From the entries below, count every line that contains the word "about". Please give the number and nothing else.
====== Data for this task
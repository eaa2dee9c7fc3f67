//! Analyze command - search a single position

use std::time::Instant;

use anyhow::{Context, Result};
use clap::Parser;
use serde::Serialize;

use crate::{
    cli::{
        commands::{init_logging, player_arg},
        output::{
            create_spinner, describe_outcome, print_kv, print_section, print_stats, render_board,
        },
    },
    search::{EngineKind, Score, SearchStats},
    tictactoe::{Board, Move, Outcome, Player},
};

#[derive(Parser, Debug)]
#[command(about = "Find the best move for a position")]
pub struct AnalyzeArgs {
    /// Board cells in row-major order, e.g. "XX./OO./..." ('/' and spaces are ignored)
    pub board: String,

    /// Search algorithm
    #[arg(long, short = 'e', value_enum, default_value_t = EngineKind::AlphaBeta)]
    pub engine: EngineKind,

    /// Search for this side (`x` or `o`) instead of the side to move
    #[arg(long, value_parser = player_arg)]
    pub side: Option<Player>,

    /// Print the report as JSON
    #[arg(long)]
    pub json: bool,
}

/// Everything `analyze` reports about one position
#[derive(Debug, Clone, Serialize)]
pub struct AnalysisReport {
    pub board: String,
    pub size: usize,
    pub to_move: Player,
    pub outcome: Outcome,
    pub reachable: bool,
    pub engine: EngineKind,
    pub side: Player,
    pub score: Score,
    pub best_move: Option<Move>,
    pub stats: SearchStats,
    pub elapsed_ms: u64,
}

pub fn execute(args: AnalyzeArgs, verbose: bool) -> Result<()> {
    init_logging("warn", verbose);

    let board = Board::from_string(&args.board)
        .with_context(|| format!("Failed to parse board '{}'", args.board))?;

    let spinner = (!args.json).then(|| create_spinner("Searching..."));
    let report = analyze(&board, args.engine, args.side);
    if let Some(spinner) = spinner {
        spinner.finish_and_clear();
    }

    if args.json {
        println!("{}", serde_json::to_string_pretty(&report)?);
    } else {
        print_report(&board, &report);
    }
    Ok(())
}

/// Search `board` for `side` (default: the side to move) with `engine`.
pub fn analyze(board: &Board, engine: EngineKind, side: Option<Player>) -> AnalysisReport {
    let side = side.unwrap_or_else(|| board.current_player());
    let mut searcher = engine.into_engine();

    let start = Instant::now();
    let evaluation = searcher.search(board, side.is_maximizing());
    let elapsed_ms = u64::try_from(start.elapsed().as_millis()).unwrap_or(u64::MAX);

    AnalysisReport {
        board: board.encode(),
        size: board.size(),
        to_move: board.current_player(),
        outcome: board.outcome(),
        reachable: board.is_valid(),
        engine,
        side,
        score: evaluation.score,
        best_move: evaluation.best_move,
        stats: searcher.stats(),
        elapsed_ms,
    }
}

fn print_report(board: &Board, report: &AnalysisReport) {
    print_section(&format!("{0}x{0} position", report.size));
    print!("{}", render_board(board));

    println!();
    print_kv("Status", &describe_outcome(board));
    print_kv("Reachable", if report.reachable { "yes" } else { "no" });
    print_kv("Engine", report.engine.as_str());
    print_kv("Searching for", &report.side.to_string());
    print_kv("Score", &format_score(report.score));
    print_kv(
        "Best move",
        &report
            .best_move
            .map_or_else(|| "none (game over)".to_string(), |mv| mv.to_string()),
    );

    println!();
    print_stats(&report.stats);
    print_kv("Elapsed", &format!("{} ms", report.elapsed_ms));
}

fn format_score(score: Score) -> String {
    match score {
        1 => "+1 (X wins)".to_string(),
        -1 => "-1 (O wins)".to_string(),
        0 => "0 (draw)".to_string(),
        other => other.to_string(),
    }
}
//! Game-tree search over N×N boards
//!
//! Both engines walk the full tree from the given board down to terminal
//! positions, reading the win/lose/draw utility only at the leaves. Moves are
//! tried in row-major order and a child only replaces the current best when
//! it is strictly better, so among equally good moves the first one in
//! row-major order is returned.
//!
//! - [`Minimax`]: plain exhaustive minimax
//! - [`AlphaBeta`]: the same search with alpha-beta cut-offs
//!
//! Neither engine keeps a transposition table or reorders moves. A search
//! from an empty 5×5 board is far beyond interactive reach.

pub mod alpha_beta;
pub mod minimax;

use std::fmt;

use serde::{Deserialize, Serialize};

use crate::tictactoe::{Board, Move};

pub use alpha_beta::AlphaBeta;
pub use minimax::Minimax;

/// Minimax score of a position: +1 X wins, -1 O wins, 0 draw
pub type Score = i32;

/// Stand-in for -∞ at the root of a search
pub const NEG_INFINITY: Score = Score::MIN;
/// Stand-in for +∞ at the root of a search
pub const POS_INFINITY: Score = Score::MAX;

/// Result of searching one position
#[derive(Debug, Clone, Copy, PartialEq, Eq, Serialize)]
pub struct Evaluation {
    pub score: Score,
    /// `None` when the searched board was already terminal
    pub best_move: Option<Move>,
}

impl Evaluation {
    fn leaf(board: &Board) -> Self {
        Evaluation {
            score: board.utility(),
            best_move: None,
        }
    }
}

/// Counters collected while searching one position
#[derive(Debug, Clone, Copy, Default, PartialEq, Eq, Serialize)]
pub struct SearchStats {
    /// Positions visited, root included
    pub nodes: u64,
    /// Visited positions that were terminal
    pub terminal_nodes: u64,
    /// Sibling loops abandoned by a cut-off
    pub cutoffs: u64,
    /// Deepest ply reached below the root
    pub max_depth: usize,
}

impl SearchStats {
    fn visit(&mut self, depth: usize) {
        self.nodes += 1;
        self.max_depth = self.max_depth.max(depth);
    }
}

/// A search algorithm that picks moves for either side.
pub trait SearchEngine {
    /// Search `board` with X maximizing when `maximizing` is true and O
    /// minimizing otherwise.
    fn search(&mut self, board: &Board, maximizing: bool) -> Evaluation;

    /// Counters from the most recent [`SearchEngine::search`] call
    fn stats(&self) -> SearchStats;

    fn name(&self) -> &'static str;
}

/// Which search algorithm to run
#[derive(
    Debug, Clone, Copy, Default, PartialEq, Eq, Hash, Serialize, Deserialize, clap::ValueEnum,
)]
#[serde(rename_all = "kebab-case")]
pub enum EngineKind {
    Minimax,
    #[default]
    AlphaBeta,
}

impl EngineKind {
    /// Creates a boxed engine for this kind
    pub fn into_engine(self) -> Box<dyn SearchEngine> {
        match self {
            EngineKind::Minimax => Box::new(Minimax::new()),
            EngineKind::AlphaBeta => Box::new(AlphaBeta::new()),
        }
    }

    pub fn as_str(&self) -> &'static str {
        match self {
            EngineKind::Minimax => "minimax",
            EngineKind::AlphaBeta => "alpha-beta",
        }
    }
}

impl fmt::Display for EngineKind {
    fn fmt(&self, f: &mut fmt::Formatter<'_>) -> fmt::Result {
        f.write_str(self.as_str())
    }
}

/// Best move for the maximizing (X) or minimizing (O) side, found with
/// alpha-beta search.
///
/// A terminal board yields its utility and no move.
pub fn best_move(board: &Board, maximizing: bool) -> Evaluation {
    AlphaBeta::new().search(board, maximizing)
}

/// Best move for whichever side is to move on `board`.
pub fn best_move_for_side_to_move(board: &Board) -> Evaluation {
    best_move(board, board.current_player().is_maximizing())
}

/// Warn when the caller's maximizing flag contradicts the piece counts. The
/// search still runs as asked; marks are always placed for the side to move.
fn check_side(board: &Board, maximizing: bool, engine: &'static str) {
    if board.is_terminal() {
        return;
    }
    let to_move = board.current_player();
    if to_move.is_maximizing() != maximizing {
        tracing::warn!(
            engine,
            %to_move,
            maximizing,
            "search side disagrees with the player to move"
        );
    }
}

fn log_search(engine: &'static str, evaluation: &Evaluation, stats: &SearchStats) {
    tracing::debug!(
        engine,
        score = evaluation.score,
        best_move = ?evaluation.best_move,
        nodes = stats.nodes,
        terminal_nodes = stats.terminal_nodes,
        cutoffs = stats.cutoffs,
        max_depth = stats.max_depth,
        "search finished"
    );
}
============
Answer to this exercise → 2